Police arrested her at the Miami International Airport in 2023, also charging her with first-degree murder, conspiracy to commit murder, and solicitation to commit murder in Dan Markel’s killing.
Donna Adelson pleaded not guilty, with her defense claiming that she was not involved in the murder plot.
Adelson, 75, was convicted of all counts against her in 2025 and sentenced to life in prison with an extra 30 years for the solicitation and conspiracy charges to be served consecutively.
“Never in a million years would I have wanted Danny to be harmed or killed, nor could I ever do something that would leave these two small boys to grow up without him,” she said at her sentencing.
In an exclusive new interview with “20/20,” Evan Higginbotham, a juror at Donna Adelson’s trial, spoke out.

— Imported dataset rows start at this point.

//! In-place heap sort.
//!
//! Equations:
//!   heapify:  sift_down(i, N) for i = N/2 - 1 down to 0   (max-heap)
//!   extract:  swap(0, end), sift_down(0, end)  for end = N-1 down to 1

pub fn heap_sort<T: Ord>(arr: &mut [T]) {
    let len = arr.len();
    for i in (0..len / 2).rev() {
        sift_down(arr, i, len);
    }
    for end in (1..len).rev() {
        arr.swap(0, end);
        sift_down(arr, 0, end);
    }
}

fn sift_down<T: Ord>(arr: &mut [T], mut i: usize, n: usize) {
    loop {
        let (l, r) = (2 * i + 1, 2 * i + 2);
        let mut largest = i;
        if l < n && arr[l] > arr[largest] {
            largest = l;
        }
        if r < n && arr[r] > arr[largest] {
            largest = r;
        }
        if largest == i {
            return;
        }
        arr.swap(i, largest);
        i = largest;
    }
}
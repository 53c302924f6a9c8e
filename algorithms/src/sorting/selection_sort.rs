pub fn selection_sort<T: Ord>(arr: &mut [T]) {
    for i in 0..arr.len() {
        let min = (i..arr.len())
            .min_by(|&a, &b| arr[a].cmp(&arr[b]))
            .unwrap_or(i);
        arr.swap(i, min);
    }
}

“The prosecution had a long list of evidence,” he said. “I think it was how they presented that evidence in the trial that laid out everything to finally land me a guilty verdict at the end of it.”
Dan Markel’s mother, Ruth Markel, told “20/20” that she was most proud of her son for being a good dad.
“Danny was a great father,” she said. “With all his accomplishments, to me I’m the proudest of him as a father.”
Donna and Charlie Adelson have filed appeals for their convictions. Magbanua and Garcia’s appeals were both denied in 2025.